High value of timeWaitingMicros.cache

Hi,

I see a high value of the timeWaitingMicros.cache metric in log messages during periods of high load.

For example:

{"t":{"$date":"2021-01-26T12:21:07.922+03:00"},"s":"I", "c":"COMMAND", "id":51803, "ctx":"conn410437","msg":"Slow query","attr":{"type":"command","ns":"zzzzz.$cmd","command":{"update":"xxxx.yyyy",... "storage":{"data":{"bytesRead":20458,"bytesWritten":2135043,"timeReadingMicros":270,"timeWritingMicros":12256},"timeWaitingMicros":{"cache":626588}},"protocol":"op_msg","durationMillis":698}}

What could be the reason for the high value of the timeWaitingMicros.cache metric?

Hi @Konstantin,

What’s the state of your hardware during these “high load”? CPU / RAM / IOPS ?
Is one of them saturated?

Just based on the definition of this metric, I would suppose that your RAM is full and eventually swapping or can’t evict fast enough?
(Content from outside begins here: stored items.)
//! Loading conversion settings from configuration files and the environment.
//!
//! The settings live under a `[conversion]` table so they can sit inside a
//! larger application config:
//!
//! ```toml
//! [conversion]
//! epoch_unit = "milliseconds"
//! ```

use anyhow::Context;
use serde::Deserialize;
use std::path::Path;
use tracing::debug;
use typesystem_core::{ConversionConfig, EpochUnit};

/// Environment variable overriding the epoch unit.
pub const EPOCH_UNIT_ENV: &str = "GRAPH_TYPESYSTEM_EPOCH_UNIT";

#[derive(Debug, Default, Deserialize)]
#[serde(default)]
struct Settings {
    conversion: ConversionConfig,
}

/// Parse conversion settings from a TOML document.
///
/// Missing tables and keys fall back to their defaults.
pub fn load_conversion_config(toml_str: &str) -> anyhow::Result<ConversionConfig> {
    let settings: Settings =
        toml::from_str(toml_str).context("Failed to parse conversion settings")?;
    debug!(
        "Loaded conversion config: epoch_unit={}",
        settings.conversion.epoch_unit
    );
    Ok(settings.conversion)
}

/// Read conversion settings from a TOML file.
pub fn load_conversion_config_file(path: impl AsRef<Path>) -> anyhow::Result<ConversionConfig> {
    let path = path.as_ref();
    let contents = std::fs::read_to_string(path)
        .with_context(|| format!("Failed to read config file: {}", path.display()))?;
    load_conversion_config(&contents)
        .with_context(|| format!("Invalid config file: {}", path.display()))
}

/// Apply overrides from the process environment on top of `base`.
pub fn conversion_config_from_env(base: ConversionConfig) -> anyhow::Result<ConversionConfig> {
    conversion_config_from_lookup(base, |key| std::env::var(key).ok())
}

/// Apply overrides from an arbitrary variable lookup on top of `base`.
pub fn conversion_config_from_lookup<F>(
    base: ConversionConfig,
    lookup: F,
) -> anyhow::Result<ConversionConfig>
where
    F: Fn(&str) -> Option<String>,
{
    let Some(raw) = lookup(EPOCH_UNIT_ENV) else {
        return Ok(base);
    };
    let unit: EpochUnit = raw
        .parse()
        .map_err(anyhow::Error::msg)
        .with_context(|| format!("Invalid {EPOCH_UNIT_ENV} value: {raw}"))?;
    debug!("Epoch unit overridden from environment: {unit}");
    Ok(base.with_epoch_unit(unit))
}
//! Integration tests for the JSON type system
//!
//! These exercise the converters only through the public `TypeSystem`
//! surface, the way an object mapper would.

use chrono::{TimeZone, Utc};
use graph_typesystem::{
    ConversionConfig, ConversionError, Converter, EpochUnit, JsonTypeSystem, PropertyKind,
    PropertyValue, TypeSystem, JSON_TYPE_SYSTEM,
};
use serde_json::{json, Value};
use tracing_subscriber::{layer::SubscriberExt, util::SubscriberInitExt};

/// Initialize logging for tests
fn init_logging() {
    let _ = tracing_subscriber::registry()
        .with(
            tracing_subscriber::EnvFilter::try_from_default_env()
                .unwrap_or_else(|_| "debug".into()),
        )
        .with(tracing_subscriber::fmt::layer().with_test_writer())
        .try_init();
}

fn round_trip<T: TypeSystem>(ts: &T, kind: PropertyKind, value: &PropertyValue) -> PropertyValue {
    let wire = ts.database().convert(kind, value).unwrap();
    ts.application().convert(kind, &wire).unwrap()
}

#[test]
fn test_descriptor_fields() {
    assert_eq!(JSON_TYPE_SYSTEM.content_type, "application/json");
    assert_eq!(JSON_TYPE_SYSTEM.content_type(), "application/json");

    let database = JSON_TYPE_SYSTEM.database() as *const _ as *const u8;
    let application = JSON_TYPE_SYSTEM.application() as *const _ as *const u8;
    assert_ne!(database, application);

    // The static is a single instance shared by every caller
    assert!(std::ptr::eq(
        JSON_TYPE_SYSTEM.database(),
        JSON_TYPE_SYSTEM.database()
    ));
}

#[test]
fn test_round_trip_identity() {
    init_logging();
    let cases = vec![
        (PropertyKind::String, PropertyValue::string("hello wörld")),
        (PropertyKind::Integer, PropertyValue::Integer(-42)),
        (PropertyKind::Integer, PropertyValue::Integer(i32::MAX)),
        (PropertyKind::Long, PropertyValue::Long(9_876_543_210)),
        (PropertyKind::Long, PropertyValue::Long(i64::MIN)),
        (PropertyKind::Float, PropertyValue::Float(0.1)),
        (PropertyKind::Float, PropertyValue::Float(-1e300)),
        (
            PropertyKind::List,
            PropertyValue::list(vec![
                PropertyValue::Integer(1),
                PropertyValue::string("two"),
                PropertyValue::list(vec![PropertyValue::Bool(true)]),
            ]),
        ),
        (
            PropertyKind::List,
            PropertyValue::list(vec![
                PropertyValue::Long(7),
                PropertyValue::Long(-5_000_000_000),
            ]),
        ),
        (
            PropertyKind::Dictionary,
            PropertyValue::dictionary([
                ("name", PropertyValue::string("Ada")),
                ("score", PropertyValue::Float(9.5)),
                ("visits", PropertyValue::Long(1)),
                (
                    "nested",
                    PropertyValue::dictionary([("k", PropertyValue::Null)]),
                ),
            ]),
        ),
    ];

    for (kind, value) in cases {
        assert_eq!(round_trip(&JSON_TYPE_SYSTEM, kind, &value), value, "{kind}");
    }
}

#[test]
fn test_null_in_null_out() {
    for kind in PropertyKind::ALL {
        let wire = JSON_TYPE_SYSTEM
            .database()
            .convert(kind, &PropertyValue::Null)
            .unwrap();
        assert_eq!(wire, Value::Null, "{kind}");

        let back = JSON_TYPE_SYSTEM.application().convert(kind, &Value::Null).unwrap();
        assert_eq!(back, PropertyValue::Null, "{kind}");
    }
}

#[test]
fn test_to_null_rejects_present_values() {
    init_logging();
    let application = JSON_TYPE_SYSTEM.application();
    assert_eq!(application.to_null(&Value::Null).unwrap(), PropertyValue::Null);

    for present in [json!(0), json!(false), json!(""), json!("null"), json!([null])] {
        let err = application.to_null(&present).unwrap_err();
        assert!(matches!(err, ConversionError::NotNull { .. }), "{present}");
    }
}

#[test]
#[allow(clippy::approx_constant)]
fn test_inbound_coercion() {
    let application = JSON_TYPE_SYSTEM.application();

    assert_eq!(
        application.to_integer(&json!("42")).unwrap(),
        PropertyValue::Integer(42)
    );
    assert!(matches!(
        application.to_integer(&json!("abc")),
        Err(ConversionError::InvalidNumber { .. })
    ));

    assert_eq!(
        application.to_float(&json!("3.14")).unwrap(),
        PropertyValue::Float(3.14)
    );
    assert_eq!(
        application.to_list(&json!([1, 2, 3])).unwrap(),
        PropertyValue::from(vec![1, 2, 3])
    );
}

#[test]
fn test_datetime_round_trip_to_the_second() {
    let dt = Utc.with_ymd_and_hms(2011, 3, 14, 15, 9, 26).unwrap();
    let with_millis = dt + chrono::Duration::milliseconds(535);

    let back = round_trip(
        &JSON_TYPE_SYSTEM,
        PropertyKind::DateTime,
        &PropertyValue::DateTime(with_millis),
    );
    assert_eq!(back, PropertyValue::DateTime(dt));
}

#[test]
fn test_datetime_round_trip_in_milliseconds() {
    let ts = JsonTypeSystem::with_config(
        ConversionConfig::new().with_epoch_unit(EpochUnit::Milliseconds),
    );
    let dt = Utc.with_ymd_and_hms(2011, 3, 14, 15, 9, 26).unwrap()
        + chrono::Duration::milliseconds(535);

    let wire = ts.database().to_datetime(&PropertyValue::DateTime(dt)).unwrap();
    assert_eq!(wire, json!(1_300_115_366_535i64));
    assert_eq!(
        ts.application().to_datetime(&wire).unwrap(),
        PropertyValue::DateTime(dt)
    );
}

#[test]
fn test_outbound_string_normalisation() {
    let database = JSON_TYPE_SYSTEM.database();
    assert_eq!(database.to_string(&PropertyValue::Long(7)).unwrap(), json!("7"));

    let back = JSON_TYPE_SYSTEM
        .application()
        .to_string(&database.to_string(&PropertyValue::Long(7)).unwrap())
        .unwrap();
    assert_eq!(back, PropertyValue::string("7"));
}

#[test]
fn test_swapping_type_systems_keeps_call_sites() {
    fn store<T: TypeSystem>(ts: &T, value: &PropertyValue) -> T::Wire {
        ts.database().convert(PropertyKind::DateTime, value).unwrap()
    }

    let dt = PropertyValue::DateTime(Utc.with_ymd_and_hms(1970, 1, 1, 0, 0, 2).unwrap());
    let seconds = JSON_TYPE_SYSTEM;
    let millis = JsonTypeSystem::with_config(
        ConversionConfig::new().with_epoch_unit(EpochUnit::Milliseconds),
    );

    assert_eq!(store(&seconds, &dt), json!(2));
    assert_eq!(store(&millis, &dt), json!(2000));
}
//! Property kinds understood by every type system.
//!
//! A `PropertyKind` is the declared kind of a property on a node or edge.
//! The mapping layer uses it to pick which converter method runs for a value.

use serde::{Deserialize, Serialize};
use std::fmt;
use std::str::FromStr;

/// Declared kind of a graph property.
///
/// # YAML Format
///
/// Kinds are written as lowercase strings:
/// ```yaml
/// kind: string
/// kind: long
/// kind: datetime
/// ```
#[derive(Debug, Clone, Copy, PartialEq, Eq, Hash, Serialize, Deserialize)]
#[serde(rename_all = "lowercase")]
pub enum PropertyKind {
    /// Text value
    String,

    /// 32-bit signed integer
    Integer,

    /// 64-bit signed integer, the extended-range integer kind
    Long,

    /// 64-bit floating point
    Float,

    /// Ordered sequence of values
    List,

    /// String-keyed mapping of values
    Dictionary,

    /// UTC timestamp, carried on the wire as an epoch number
    DateTime,

    /// Explicit null
    Null,
}

impl PropertyKind {
    /// All kinds, in declaration order.
    pub const ALL: [PropertyKind; 8] = [
        Self::String,
        Self::Integer,
        Self::Long,
        Self::Float,
        Self::List,
        Self::Dictionary,
        Self::DateTime,
        Self::Null,
    ];

    /// Lowercase name used in schemas and error messages.
    pub fn as_str(&self) -> &'static str {
        match self {
            Self::String => "string",
            Self::Integer => "integer",
            Self::Long => "long",
            Self::Float => "float",
            Self::List => "list",
            Self::Dictionary => "dictionary",
            Self::DateTime => "datetime",
            Self::Null => "null",
        }
    }
}

impl fmt::Display for PropertyKind {
    fn fmt(&self, f: &mut fmt::Formatter<'_>) -> fmt::Result {
        f.write_str(self.as_str())
    }
}

/// Error returned when parsing an unknown kind name.
#[derive(Debug, Clone, PartialEq, Eq, thiserror::Error)]
#[error("unknown property kind: {0}")]
pub struct UnknownKind(pub String);

impl FromStr for PropertyKind {
    type Err = UnknownKind;

    fn from_str(s: &str) -> Result<Self, Self::Err> {
        Self::ALL
            .into_iter()
            .find(|kind| kind.as_str().eq_ignore_ascii_case(s.trim()))
            .ok_or_else(|| UnknownKind(s.to_string()))
    }
}
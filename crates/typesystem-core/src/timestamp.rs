//! Epoch timestamp helpers.
//!
//! Wire formats carry timestamps as numbers counted from the Unix epoch in
//! UTC. `TimestampCodec` is the seam type systems call through; `EpochCodec`
//! is the stock implementation.

use chrono::{DateTime, Utc};
use serde::{Deserialize, Serialize};
use std::fmt;
use std::str::FromStr;

use crate::error::{ConversionError, Result};

const NANOS_PER_SEC: f64 = 1_000_000_000.0;

/// Unit an epoch number is counted in.
#[derive(Debug, Clone, Copy, Default, PartialEq, Eq, Hash, Serialize, Deserialize)]
#[serde(rename_all = "lowercase")]
pub enum EpochUnit {
    /// Whole seconds since the epoch
    #[default]
    Seconds,

    /// Milliseconds since the epoch
    Milliseconds,
}

impl EpochUnit {
    fn per_second(&self) -> f64 {
        match self {
            Self::Seconds => 1.0,
            Self::Milliseconds => 1_000.0,
        }
    }
}

impl fmt::Display for EpochUnit {
    fn fmt(&self, f: &mut fmt::Formatter<'_>) -> fmt::Result {
        match self {
            Self::Seconds => f.write_str("seconds"),
            Self::Milliseconds => f.write_str("milliseconds"),
        }
    }
}

impl FromStr for EpochUnit {
    type Err = String;

    fn from_str(s: &str) -> std::result::Result<Self, Self::Err> {
        match s.trim().to_ascii_lowercase().as_str() {
            "s" | "sec" | "secs" | "seconds" => Ok(Self::Seconds),
            "ms" | "millis" | "milliseconds" => Ok(Self::Milliseconds),
            other => Err(format!("unknown epoch unit: {other}")),
        }
    }
}

/// Conversion between application timestamps and epoch numbers.
pub trait TimestampCodec {
    /// Convert a timestamp to an integral epoch value.
    fn to_timestamp(&self, datetime: &DateTime<Utc>) -> i64;

    /// Convert an integral epoch value back to a timestamp.
    fn to_datetime(&self, epoch: i64) -> Result<DateTime<Utc>>;

    /// Convert a fractional epoch value to a timestamp.
    fn fractional_to_datetime(&self, epoch: f64) -> Result<DateTime<Utc>>;
}

/// Epoch codec counting in a fixed unit.
///
/// Precision below the unit is truncated when encoding, so a round trip
/// through `EpochUnit::Seconds` drops sub-second digits.
#[derive(Debug, Clone, Copy, Default, PartialEq, Eq)]
pub struct EpochCodec {
    unit: EpochUnit,
}

impl EpochCodec {
    /// Create a codec for the given unit.
    pub const fn new(unit: EpochUnit) -> Self {
        Self { unit }
    }

    /// The unit this codec counts in.
    pub fn unit(&self) -> EpochUnit {
        self.unit
    }
}

impl TimestampCodec for EpochCodec {
    fn to_timestamp(&self, datetime: &DateTime<Utc>) -> i64 {
        match self.unit {
            EpochUnit::Seconds => datetime.timestamp(),
            EpochUnit::Milliseconds => datetime.timestamp_millis(),
        }
    }

    fn to_datetime(&self, epoch: i64) -> Result<DateTime<Utc>> {
        let datetime = match self.unit {
            EpochUnit::Seconds => DateTime::from_timestamp(epoch, 0),
            EpochUnit::Milliseconds => DateTime::from_timestamp_millis(epoch),
        };
        datetime.ok_or_else(|| ConversionError::InvalidTimestamp {
            value: epoch.to_string(),
        })
    }

    fn fractional_to_datetime(&self, epoch: f64) -> Result<DateTime<Utc>> {
        let invalid = || ConversionError::InvalidTimestamp {
            value: epoch.to_string(),
        };
        if !epoch.is_finite() {
            return Err(invalid());
        }

        let seconds = epoch / self.unit.per_second();
        let whole = seconds.floor();
        if whole < i64::MIN as f64 || whole >= i64::MAX as f64 {
            return Err(invalid());
        }

        let mut secs = whole as i64;
        let mut nanos = ((seconds - whole) * NANOS_PER_SEC).round() as u32;
        if nanos >= 1_000_000_000 {
            secs += 1;
            nanos = 0;
        }
        DateTime::from_timestamp(secs, nanos).ok_or_else(invalid)
    }
}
Also this looks like a “slow query” - is it using an index correctly? Did you look at the explain plan?

Cheers,
Maxime.

Hi @MaBeuLux88,

I don’t observe saturation for CPU, RAM, IOPS.
Swapping disabled.

The developers claim they don’t use such queries .

The full log message:

{"t":{"$date":"2021-01-26T12:21:07.922+03:00"},"s":"I", "c":"COMMAND", "id":51803, "ctx":"conn410437","msg":"Slow query","attr":{"type":"command","ns":"zzz.$cmd","command":{"update":"xxx.yyy","ordered":false,"lsid":{"id":{"$uuid":"2fbe313b-2d87-4f18-8a1b-36321d373c32"}},"txnNumber":156218,"$clusterTime":{"clusterTime":{"$timestamp":{"t":1611652867,"i":1835}},"signature":{"hash":{"$binary":{"base64":"AAAAAAAAAAAAAAAAAAAAAAAAAAA=","subType":"0"}},"keyId":0}},"$db":"irkkt"},"numYields":15,"reslen":245,"locks":{"ParallelBatchWriterMode":{"acquireCount":{"r":115}},"ReplicationStateTransition":{"acquireCount":{"w":116}},"Global":{"acquireCount":{"w":115}},"Database":{"acquireCount":{"w":115}},"Collection":{"acquireCount":{"w":115}},"Mutex":{"acquireCount":{"r":100}}},"flowControl":{"acquireCount":65,"timeAcquiringMicros":65},"storage":{"data":{"bytesRead":20458,"bytesWritten":2135043,"timeReadingMicros":270,"timeWritingMicros":12256},"timeWaitingMicros":{"cache":626588}},"protocol":"op_msg","durationMillis":698}}

In Studio 3T, I see a collection scan, but I’m not sure if I looked right.

Best regards,
Konstantin

Looks like about 2MB of data was written in 698ms during this update operation. Could start to be a lot for your disks if you have many concurrent write operations at that time. But that depends a lot on your hardware here.

You need to identify which update operation exactly is triggering this and run a db.yourCollection.explain("executionStats").update(<your actual operation>) on it to see what is happening exactly. Double check that you are using an index for the query part of the operation, etc.

Putting the explain right after the collection name will “fake” the operation and not affect your documents. Putting it after the update operation will actually do it.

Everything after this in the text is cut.